The study also associated poor delegation with a working environment characterised with unclear reporting structures and job descriptions. The absence of clear definitions of roles was also linked to poor delegation. It can, therefore, be said that establishing well-defined roles reduces conflicts significantly that often arise during delegation. Potter et al. (2010) also observed this where they contended that the primary cause of disputes between care assistants and nurses was the perception that the care assistants’ role was similar to that of the NQN save for circumstances involving the provision of medication. In other words, care assistants were unaware of clinical decision-making on the part of the nurse and patient care management duties. In sum, attitude is a common obstacle for effective delegation, and some of the critical causes of attitude among nurses include conflicts arising from the age gap, role confusion, work ethic, personality, and rebellion. Overall, the data collection method of the study is its key strength as it was carried out as semi-structured interviews. Possible ethical concerns were also addressed as the researchers obtained the participants’ consent.

Additionally, the interviews were carried out in a conference room, thus adding more privacy and possibly the ability of the participants to provide information confidently. Conversely, only thirteen participants were recruited for the study, which is quite a small population size. In short, it may be inaccurate to generalise the findings of this study.

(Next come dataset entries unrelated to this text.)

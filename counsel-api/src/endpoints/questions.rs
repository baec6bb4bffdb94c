use super::Paginated;
use crate::macros::setter;
use crate::request::{ApiRequest, Method, RequestData};
use chrono::{DateTime, Utc};
use serde::{Deserialize, Serialize};
use std::borrow::Cow;
use uuid::Uuid;

// Common

#[derive(Debug, Clone, PartialEq, Eq, Serialize, Deserialize)]
#[serde(rename_all = "camelCase")]
pub struct Question {
    pub id: Uuid,
    pub title: String,
    pub body: String,
    pub category: Option<String>,
    pub author_name: Option<String>,
    pub created_at: DateTime<Utc>,
    #[serde(default)]
    pub answer_count: u32,
    #[serde(default)]
    pub answers: Vec<Answer>,
}

#[derive(Debug, Clone, PartialEq, Eq, Serialize, Deserialize)]
#[serde(rename_all = "camelCase")]
pub struct Answer {
    pub id: Uuid,
    pub question_id: Uuid,
    pub lawyer_id: Uuid,
    pub lawyer_name: Option<String>,
    pub body: String,
    pub created_at: DateTime<Utc>,
}

// Requests

#[derive(Default, Debug, Clone, Serialize)]
pub struct ListQuestions {
    #[serde(skip_serializing_if = "Option::is_none")]
    category: Option<String>,
    #[serde(skip_serializing_if = "Option::is_none")]
    search: Option<String>,
    #[serde(skip_serializing_if = "Option::is_none")]
    page: Option<u32>,
    #[serde(skip_serializing_if = "Option::is_none")]
    limit: Option<u32>,
}

impl ListQuestions {
    pub fn new() -> Self {
        Self::default()
    }

    setter!(opt category: String);
    setter!(opt search: String);
    setter!(opt page: u32);
    setter!(opt limit: u32);
}

impl ApiRequest for ListQuestions {
    type Data = Self;
    type Response = Paginated<Question>;

    fn endpoint(&self) -> Cow<'_, str> {
        "/questions".into()
    }

    fn data(&self) -> RequestData<&Self::Data> {
        RequestData::Query(self)
    }
}

#[derive(Debug, Clone)]
pub struct GetQuestion {
    id: Uuid,
}

impl GetQuestion {
    pub fn new(id: Uuid) -> Self {
        Self { id }
    }
}

impl ApiRequest for GetQuestion {
    type Data = ();
    type Response = Question;

    fn endpoint(&self) -> Cow<'_, str> {
        format!("/questions/{}", self.id).into()
    }
}

#[derive(Debug, Clone, Serialize)]
pub struct AskQuestion {
    title: String,
    body: String,
    #[serde(skip_serializing_if = "Option::is_none")]
    category: Option<String>,
}

impl AskQuestion {
    pub fn new(title: impl Into<String>, body: impl Into<String>) -> Self {
        Self {
            title: title.into(),
            body: body.into(),
            category: None,
        }
    }

    setter!(opt category: String);
}

impl ApiRequest for AskQuestion {
    type Data = Self;
    type Response = Question;
    const METHOD: Method = Method::POST;

    fn endpoint(&self) -> Cow<'_, str> {
        "/questions".into()
    }

    fn data(&self) -> RequestData<&Self::Data> {
        RequestData::Json(self)
    }
}

/// Lawyers only; the server rejects answers from client accounts.
#[derive(Debug, Clone, Serialize)]
pub struct AnswerQuestion {
    #[serde(skip)]
    question_id: Uuid,
    body: String,
}

impl AnswerQuestion {
    pub fn new(question_id: Uuid, body: impl Into<String>) -> Self {
        Self {
            question_id,
            body: body.into(),
        }
    }
}

impl ApiRequest for AnswerQuestion {
    type Data = Self;
    type Response = Answer;
    const METHOD: Method = Method::POST;

    fn endpoint(&self) -> Cow<'_, str> {
        format!("/questions/{}/answers", self.question_id).into()
    }

    fn data(&self) -> RequestData<&Self::Data> {
        RequestData::Json(self)
    }
}
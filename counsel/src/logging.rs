use anyhow::{Context, Result};
use std::path::Path;
use tracing_appender::non_blocking::WorkerGuard;
use tracing_subscriber::{fmt, layer::SubscriberExt, util::SubscriberInitExt, EnvFilter};

const LOG_FILE_PREFIX: &str = "counsel.log";

/// Sends tracing output to a daily-rotated file in `logs_dir`.
///
/// Stdout stays reserved for command output. Keep the guard alive until
/// exit; dropping it flushes buffered lines.
pub fn init_logging(logs_dir: &Path) -> Result<WorkerGuard> {
    std::fs::create_dir_all(logs_dir)
        .with_context(|| format!("Failed to create log directory {}", logs_dir.display()))?;

    let appender = tracing_appender::rolling::daily(logs_dir, LOG_FILE_PREFIX);
    let (writer, guard) = tracing_appender::non_blocking(appender);

    // RUST_LOG wins; otherwise our crates at info and dependencies at warn
    let filter = EnvFilter::try_from_default_env()
        .unwrap_or_else(|_| EnvFilter::new("warn,counsel=info,counsel_api=info,counsel_auth=info"));

    tracing_subscriber::registry()
        .with(filter)
        .with(fmt::layer().with_writer(writer).with_ansi(false).with_target(true))
        .try_init()
        .context("Failed to install tracing subscriber")?;

    Ok(guard)
}

#[cfg(test)]
mod tests {
    use super::*;

    #[test]
    fn creates_the_log_directory() {
        let dir = tempfile::tempdir().unwrap();
        let logs_dir = dir.path().join("nested").join("logs");

        let _guard = init_logging(&logs_dir).unwrap();
        tracing::info!("hello");

        assert!(logs_dir.is_dir());
    }
}
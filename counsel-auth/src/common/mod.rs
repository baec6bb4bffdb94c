mod models;

pub use models::StoredToken;
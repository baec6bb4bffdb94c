use super::Paginated;
use crate::macros::setter;
use crate::request::{ApiRequest, Method, RequestData};
use chrono::{DateTime, Utc};
use serde::{Deserialize, Serialize};
use std::borrow::Cow;
use uuid::Uuid;

// Common

#[derive(Debug, Clone, Copy, PartialEq, Eq, Hash, Serialize, Deserialize)]
#[serde(rename_all = "lowercase")]
pub enum ConsultationStatus {
    Pending,
    Confirmed,
    Completed,
    Cancelled,
}

impl ConsultationStatus {
    pub fn is_open(&self) -> bool {
        matches!(self, Self::Pending | Self::Confirmed)
    }
}

#[derive(Debug, Clone, PartialEq, Eq, Serialize, Deserialize)]
#[serde(rename_all = "camelCase")]
pub struct Consultation {
    pub id: Uuid,
    pub lawyer_id: Uuid,
    pub client_id: Uuid,
    pub slot_id: Option<Uuid>,
    pub service_id: Option<Uuid>,
    pub topic: String,
    pub description: Option<String>,
    pub status: ConsultationStatus,
    pub created_at: DateTime<Utc>,
}

// Requests

#[derive(Debug, Clone, Serialize)]
#[serde(rename_all = "camelCase")]
pub struct RequestConsultation {
    lawyer_id: Uuid,
    topic: String,
    #[serde(skip_serializing_if = "Option::is_none")]
    slot_id: Option<Uuid>,
    #[serde(skip_serializing_if = "Option::is_none")]
    service_id: Option<Uuid>,
    #[serde(skip_serializing_if = "Option::is_none")]
    description: Option<String>,
}

impl RequestConsultation {
    pub fn new(lawyer_id: Uuid, topic: impl Into<String>) -> Self {
        Self {
            lawyer_id,
            topic: topic.into(),
            slot_id: None,
            service_id: None,
            description: None,
        }
    }

    setter!(opt slot_id: Uuid);
    setter!(opt service_id: Uuid);
    setter!(opt description: String);
}

impl ApiRequest for RequestConsultation {
    type Data = Self;
    type Response = Consultation;
    const METHOD: Method = Method::POST;

    fn endpoint(&self) -> Cow<'_, str> {
        "/consultations".into()
    }

    fn data(&self) -> RequestData<&Self::Data> {
        RequestData::Json(self)
    }
}

/// The signed-in user's consultations, as client or as lawyer.
#[derive(Default, Debug, Clone, Serialize)]
pub struct ListConsultations {
    #[serde(skip_serializing_if = "Option::is_none")]
    status: Option<ConsultationStatus>,
    #[serde(skip_serializing_if = "Option::is_none")]
    page: Option<u32>,
    #[serde(skip_serializing_if = "Option::is_none")]
    limit: Option<u32>,
}

impl ListConsultations {
    pub fn new() -> Self {
        Self::default()
    }

    setter!(opt status: ConsultationStatus);
    setter!(opt page: u32);
    setter!(opt limit: u32);
}

impl ApiRequest for ListConsultations {
    type Data = Self;
    type Response = Paginated<Consultation>;

    fn endpoint(&self) -> Cow<'_, str> {
        "/consultations/me".into()
    }

    fn data(&self) -> RequestData<&Self::Data> {
        RequestData::Query(self)
    }
}

#[derive(Debug, Clone, Serialize)]
pub struct CancelConsultation {
    #[serde(skip)]
    id: Uuid,
    #[serde(skip_serializing_if = "Option::is_none")]
    reason: Option<String>,
}

impl CancelConsultation {
    pub fn new(id: Uuid) -> Self {
        Self { id, reason: None }
    }

    setter!(opt reason: String);
}

impl ApiRequest for CancelConsultation {
    type Data = Self;
    type Response = Consultation;
    const METHOD: Method = Method::PATCH;

    fn endpoint(&self) -> Cow<'_, str> {
        format!("/consultations/{}/cancel", self.id).into()
    }

    fn data(&self) -> RequestData<&Self::Data> {
        RequestData::Json(self)
    }
}
use crate::error::ApiError;
use secrecy::SecretString;
use std::sync::{Arc, PoisonError, RwLock};
use tokio::sync::watch;

#[derive(Default, Debug, Clone, Copy, PartialEq, Eq)]
pub enum SessionStatus {
    #[default]
    Active,
    Expired,
}

/// Notified once when the server rejects the current credential.
pub trait SessionListener: Send + Sync {
    fn session_expired(&self, error: &ApiError);
}

impl<F> SessionListener for F
where
    F: Fn(&ApiError) + Send + Sync,
{
    fn session_expired(&self, error: &ApiError) {
        self(error)
    }
}

struct SessionInner {
    status: watch::Sender<SessionStatus>,
    listeners: RwLock<Vec<Arc<dyn SessionListener>>>,
}

/// Shared session state written by the request layer and read by the shell.
///
/// Clones share the same state. The shell can either poll
/// [`SessionHandle::is_expired`], wait on [`SessionHandle::subscribe`], or
/// register a [`SessionListener`].
#[derive(Clone)]
pub struct SessionHandle {
    inner: Arc<SessionInner>,
}

impl SessionHandle {
    pub fn new() -> Self {
        let (status, _) = watch::channel(SessionStatus::Active);
        Self {
            inner: Arc::new(SessionInner {
                status,
                listeners: RwLock::new(Vec::new()),
            }),
        }
    }

    pub fn status(&self) -> SessionStatus {
        *self.inner.status.borrow()
    }

    pub fn is_expired(&self) -> bool {
        self.status() == SessionStatus::Expired
    }

    pub fn subscribe(&self) -> watch::Receiver<SessionStatus> {
        self.inner.status.subscribe()
    }

    pub fn add_listener<L>(&self, listener: L)
    where
        L: SessionListener + 'static,
    {
        self.inner
            .listeners
            .write()
            .unwrap_or_else(PoisonError::into_inner)
            .push(Arc::new(listener));
    }

    /// Flags the session as expired. Listeners only run on the transition
    /// from active to expired, so repeated 401s notify once.
    pub fn mark_expired(&self, error: &ApiError) {
        let changed = self.inner.status.send_if_modified(|status| {
            if *status == SessionStatus::Expired {
                false
            } else {
                *status = SessionStatus::Expired;
                true
            }
        });
        if !changed {
            return;
        }

        tracing::warn!(code = error.code(), "Session expired: {}", error.message());

        let listeners = self
            .inner
            .listeners
            .read()
            .unwrap_or_else(PoisonError::into_inner)
            .clone();
        for listener in listeners {
            listener.session_expired(error);
        }
    }

    /// Back to active, e.g. after a fresh login.
    pub fn reset(&self) {
        self.inner.status.send_replace(SessionStatus::Active);
    }
}

impl Default for SessionHandle {
    fn default() -> Self {
        Self::new()
    }
}

impl std::fmt::Debug for SessionHandle {
    fn fmt(&self, f: &mut std::fmt::Formatter<'_>) -> std::fmt::Result {
        f.debug_struct("SessionHandle")
            .field("status", &self.status())
            .finish_non_exhaustive()
    }
}

/// Everything an authenticated call needs, passed explicitly per call.
#[derive(Debug)]
pub struct RequestContext {
    token: Option<SecretString>,
    session: SessionHandle,
}

impl RequestContext {
    pub fn new(session: SessionHandle) -> Self {
        Self {
            token: None,
            session,
        }
    }

    pub fn with_token(mut self, token: impl Into<String>) -> Self {
        self.token = Some(SecretString::from(token.into()));
        self
    }

    pub fn token(&self) -> Option<&SecretString> {
        self.token.as_ref()
    }

    pub fn is_authenticated(&self) -> bool {
        self.token.is_some()
    }

    pub fn session(&self) -> &SessionHandle {
        &self.session
    }
}
use crate::macros::setter;
use crate::request::{ApiRequest, EmptyResponse, Method, RequestData};
use chrono::{DateTime, NaiveDate, TimeZone, Utc};
use serde::{Deserialize, Serialize};
use std::borrow::Cow;
use std::collections::BTreeMap;
use uuid::Uuid;

// Common

#[derive(Debug, Clone, PartialEq, Eq, Serialize, Deserialize)]
#[serde(rename_all = "camelCase")]
pub struct TimeSlot {
    pub id: Uuid,
    pub lawyer_id: Uuid,
    pub start_at: DateTime<Utc>,
    pub end_at: DateTime<Utc>,
    #[serde(default)]
    pub is_booked: bool,
}

impl TimeSlot {
    pub fn duration(&self) -> chrono::Duration {
        self.end_at - self.start_at
    }
}

/// Groups slots by the calendar day they start on in `tz`.
///
/// Days come out ascending and each day's slots are ordered by start time.
/// With `available_only`, booked slots are dropped and days left empty are
/// omitted.
pub fn group_slots_by_day<Tz>(
    slots: &[TimeSlot],
    tz: &Tz,
    available_only: bool,
) -> BTreeMap<NaiveDate, Vec<TimeSlot>>
where
    Tz: TimeZone,
{
    let mut days: BTreeMap<NaiveDate, Vec<TimeSlot>> = BTreeMap::new();
    for slot in slots.iter().filter(|s| !(available_only && s.is_booked)) {
        let day = slot.start_at.with_timezone(tz).date_naive();
        days.entry(day).or_default().push(slot.clone());
    }
    for day in days.values_mut() {
        day.sort_by_key(|s| (s.start_at, s.end_at));
    }
    days
}

// Requests

#[derive(Debug, Clone, Serialize)]
pub struct GetSchedule {
    #[serde(skip)]
    lawyer_id: Uuid,
    #[serde(skip_serializing_if = "Option::is_none")]
    from: Option<NaiveDate>,
    #[serde(skip_serializing_if = "Option::is_none")]
    to: Option<NaiveDate>,
}

impl GetSchedule {
    pub fn new(lawyer_id: Uuid) -> Self {
        Self {
            lawyer_id,
            from: None,
            to: None,
        }
    }

    setter!(opt from: NaiveDate);
    setter!(opt to: NaiveDate);
}

impl ApiRequest for GetSchedule {
    type Data = Self;
    type Response = Vec<TimeSlot>;

    fn endpoint(&self) -> Cow<'_, str> {
        format!("/lawyers/{}/schedule", self.lawyer_id).into()
    }

    fn data(&self) -> RequestData<&Self::Data> {
        RequestData::Query(self)
    }
}

#[derive(Debug, Clone, Serialize)]
#[serde(rename_all = "camelCase")]
pub struct CreateTimeSlot {
    start_at: DateTime<Utc>,
    end_at: DateTime<Utc>,
}

impl CreateTimeSlot {
    pub fn new(start_at: DateTime<Utc>, end_at: DateTime<Utc>) -> Self {
        Self { start_at, end_at }
    }
}

impl ApiRequest for CreateTimeSlot {
    type Data = Self;
    type Response = TimeSlot;
    const METHOD: Method = Method::POST;

    fn endpoint(&self) -> Cow<'_, str> {
        "/schedule/slots".into()
    }

    fn data(&self) -> RequestData<&Self::Data> {
        RequestData::Json(self)
    }
}

#[derive(Debug, Clone)]
pub struct DeleteTimeSlot {
    id: Uuid,
}

impl DeleteTimeSlot {
    pub fn new(id: Uuid) -> Self {
        Self { id }
    }
}

impl ApiRequest for DeleteTimeSlot {
    type Data = ();
    type Response = EmptyResponse;
    const METHOD: Method = Method::DELETE;

    fn endpoint(&self) -> Cow<'_, str> {
        format!("/schedule/slots/{}", self.id).into()
    }
}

Finally, in different qualitative research, Bjerknes and Bjørk (2012) implemented an ethnographic approach where they used interviews, observations, and scrutiny of documents on the changeover from being a student of nursing to an NQN. Using purposive/convenience sampling, the researchers recruited and interviewed thirteen female nurses of Norwegian descent in their mid-twenties. According to their findings, the newly graduated nurse found the transition journey challenging, given that most of the senior nursing professionals treated them with contempt when leading a team. As a result, most of the graduate nurses felt discouraged and out of place, which gradually affected their confidence when it came to performing their duties. At the same time, this lack of confidence also prevented them from raising the issues. Ultimately, many of the graduate nurses found themselves stressed at work all the time because they felt hated by some of the established professionals. Pointedly, among the multidisciplinary team, some members completely ignored the graduate nurses and were mostly uncommunicative. Not only do such poor practices create toxic work environments, but they also lead to adverse healthcare outcomes. Since participants were specially selected for this research, the findings may not be applicable in other settings, such as in a different age/ gender group population. Despite this limitation, the use of diverse data collection methods encompassing interviews, observations, and document scrutiny reinforces the credibility and reliability of the entire project.